Nació probablemente en Atenas hacia la segunda mitad del siglo II y murió quizás en Antioquía en tomo al 215. Es una de las figuras más notables de la literatura (y, en ciertos aspectos, también de la especulación) griega cristiana del siglo III.
Pagano e hijo de padres que también lo eran — aun cuando posiblemente iniciado en los misterios —, se convirtió al cristianismo no sabemos cuándo ni en qué circunstancias; acerca de ello, sin embargo, puede proyectar cierta luz una de sus obras, el Protréptico a los griegos (v.), si tenemos en cuenta la atormentada humanidad que se oculta bajo la estructura polémica y el ímpetu arrollador de su victoriosa afirmación.

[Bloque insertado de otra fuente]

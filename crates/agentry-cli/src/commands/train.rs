//! Train the configured agent

use agentry_core::engine;
use agentry_core::strategy::RunContext;
use anyhow::Result;

pub fn run(ctx: &RunContext, iters: u64) -> Result<()> {
    let mut agent = super::configured_agent(ctx)?;
    engine::train(agent.as_mut(), iters)?;
    println!("Trained agent for {iters} iterations");
    Ok(())
}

Clemente viajó prolongadamente por Grecia, Italia, Siria, Palestina y Egipto en busca de una enseñanza que apagara su sed de verdad; hallóla en la escuela catequética de Alejandría, denominada «Didaskaleion» y dirigida por Panteno, cuyas tendencias místicas y, a la vez, racionales, conquistaron muy pronto, junto con la exégesis alegórica y filosófica de la misma, su inquieto espíritu.

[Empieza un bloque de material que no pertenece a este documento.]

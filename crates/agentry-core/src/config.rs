//! Agent configuration loading and binding
//!
//! `agent.toml` declares one section per role, each naming a registered
//! component. Binding resolves all four before anything is instantiated;
//! a partial configuration is a hard error. Per-component constructor
//! configuration is not supported in this version.

use std::path::{Path, PathBuf};

use serde::Deserialize;
use tracing::debug;

use crate::error::{AgentryError, Result};
use crate::registry::Registry;
use crate::resolver::{resolve_from_module, ResolvedComponents};
use crate::roles::Role;

/// Default configuration file name inside an agent directory
pub const AGENT_CONFIG_FILE: &str = "agent.toml";

#[derive(Debug, Deserialize)]
struct RawConfig {
    agent: Option<RawSection>,
    environment: Option<RawSection>,
    policy: Option<RawSection>,
    trainer: Option<RawSection>,
}

#[derive(Debug, Deserialize)]
struct RawSection {
    class: String,
}

/// A fully parsed agent configuration: one dotted identifier per role
#[derive(Debug, Clone)]
pub struct AgentConfig {
    pub agent: String,
    pub environment: String,
    pub policy: String,
    pub trainer: String,
    path: PathBuf,
}

impl AgentConfig {
    /// Load and validate `agent.toml`
    pub fn load(path: &Path) -> Result<Self> {
        let contents = std::fs::read_to_string(path).map_err(|e| {
            AgentryError::Config(format!("cannot read {}: {e}", path.display()))
        })?;
        let raw: RawConfig = toml::from_str(&contents).map_err(|e| {
            AgentryError::Config(format!("cannot parse {}: {e}", path.display()))
        })?;

        let section = |section: Option<RawSection>, role: Role| {
            section
                .map(|s| s.class)
                .ok_or_else(|| AgentryError::MissingSection {
                    path: path.to_path_buf(),
                    section: role,
                })
        };

        let config = Self {
            agent: section(raw.agent, Role::Agent)?,
            environment: section(raw.environment, Role::Environment)?,
            policy: section(raw.policy, Role::Policy)?,
            trainer: section(raw.trainer, Role::Trainer)?,
            path: path.to_path_buf(),
        };
        debug!(path = %path.display(), "loaded agent configuration");
        Ok(config)
    }

    /// Path this configuration was loaded from
    pub fn path(&self) -> &Path {
        &self.path
    }

    /// Resolve all four identifiers against the registry
    pub fn bind<'r>(&self, registry: &'r Registry) -> Result<ResolvedComponents<'r>> {
        let agent = resolve_from_module(registry, &self.agent, Role::Agent)?;
        let environment = resolve_from_module(registry, &self.environment, Role::Environment)?;
        let policy = resolve_from_module(registry, &self.policy, Role::Policy)?;
        let trainer = resolve_from_module(registry, &self.trainer, Role::Trainer)?;
        ResolvedComponents::from_ids(registry, &agent, &environment, &policy, &trainer)
    }
}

Tras haberse dedicado con Panteno a la profesión docente, sucedióle a su muerte, ocurrida hacia 190, en la dirección del famoso centro, que ya de él había recibido nuevo esplendor. Sus años de enseñanza religiosa en el «Didaskaleion» — aproximadamente unos veinte— constituyeron el período más fecundo de su vida; a tal actividad, desarrollada ante una heterogénea concurrencia — paganos, catecúmenos, retóricos, filósofos, jóvenes ricos y mujeres elegantes —que llenaba la escuela, entregóse con la vocación de un apóstol, movido casi por una inspiración divina y poniendo en la conquista de las almas el ardor jubiloso de una fe sincera y el encanto de su temperamento optimista, como perfecto conocedor del mundo y la vida y, precisamente por ello, inclinado a la indulgencia y a la comprensión.

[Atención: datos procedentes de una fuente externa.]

//! Scaffold agent directories
//!
//! Writes an `agent.toml` bound to the builtin component set and a demo
//! manifest as a starting point for custom components.

use std::path::{Path, PathBuf};

use agentry_core::config::AGENT_CONFIG_FILE;
use agentry_core::strategy::{RunContext, AGENT_DEF_FILE};
use anyhow::{bail, Context, Result};
use chrono::Utc;

pub fn run(ctx: &RunContext, dir_names: &[PathBuf], agent_name: &str) -> Result<()> {
    validate_agent_name(agent_name)?;

    let dirs: Vec<PathBuf> = if dir_names.is_empty() {
        vec![ctx.workdir.clone()]
    } else {
        dir_names.iter().map(|d| ctx.resolve_path(&d.to_string_lossy())).collect()
    };

    let header = format!(
        "Generated by `agentry init` on {}.",
        Utc::now().format("%b %d, %Y %H:%M:%S")
    );

    for dir in &dirs {
        std::fs::create_dir_all(dir)
            .with_context(|| format!("cannot create {}", dir.display()))?;
        write_scaffold(dir, agent_name, &header)?;

        let shown = if *dir == ctx.workdir {
            "current working directory".to_string()
        } else {
            dir.display().to_string()
        };
        println!("Finished initializing agent '{agent_name}' in {shown}.");
    }

    Ok(())
}

/// Agent names become component identifier segments
fn validate_agent_name(name: &str) -> Result<()> {
    if name.is_empty() || name.contains([' ', ':', '/']) {
        bail!("agent name may not be empty or contain ' ', ':', or '/'");
    }
    Ok(())
}

fn write_scaffold(dir: &Path, agent_name: &str, header: &str) -> Result<()> {
    let config = format!(
        r#"# {header}

[agent]
class = "agent.{agent_name}"

[environment]
class = "environment.Corridor"

[policy]
class = "policy.RandomPolicy"

[trainer]
class = "trainer.NoOpTrainer"
"#
    );
    std::fs::write(dir.join(AGENT_CONFIG_FILE), config)
        .with_context(|| format!("cannot write {AGENT_CONFIG_FILE} in {}", dir.display()))?;

    let manifest = format!(
        r"// {header}
//
// Role declarations for this directory. `agentry run` scans the impl
// headers below; the named types must be compiled into the component
// registry to be runnable.

pub struct {agent_name};

impl Agent for {agent_name} {{}}

pub struct Corridor;

impl Environment for Corridor {{}}
"
    );
    std::fs::write(dir.join(AGENT_DEF_FILE), manifest)
        .with_context(|| format!("cannot write {AGENT_DEF_FILE} in {}", dir.display()))?;

    Ok(())
}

Durante la persecución, de Septimio Severo, en 202, hubo de abandonar Alejandría y buscar refugio en otras partes; lo hallaría en Capadocia, por lo que no regresó ya jamás a aquella ciudad. C. poseyó un amplio conocimiento de la literatura y la filosofía griegas, y fue convencido y entusiasta defensor de la necesidad de conciliar o, más bien, aliar la cultura filosófica helénica — juzgada por él una especie de preparación a la perfección cristiana — con la religión de Cristo; y así, cabe considerar su fe como un cristianismo filosófico, especie de gnosis cristiana (como se desprende en particular de la tercera de sus obras, los Stromata, v., que con el Protréptico y El pedagogo, v., forma una trilogía).
«Su discípulo del «Didaskaleion», el gran Orígenes, continuó su labor, que, aun sin verse condenada como la de éste, fue juzgada, no obstante, con recelo por la ortodoxia posterior.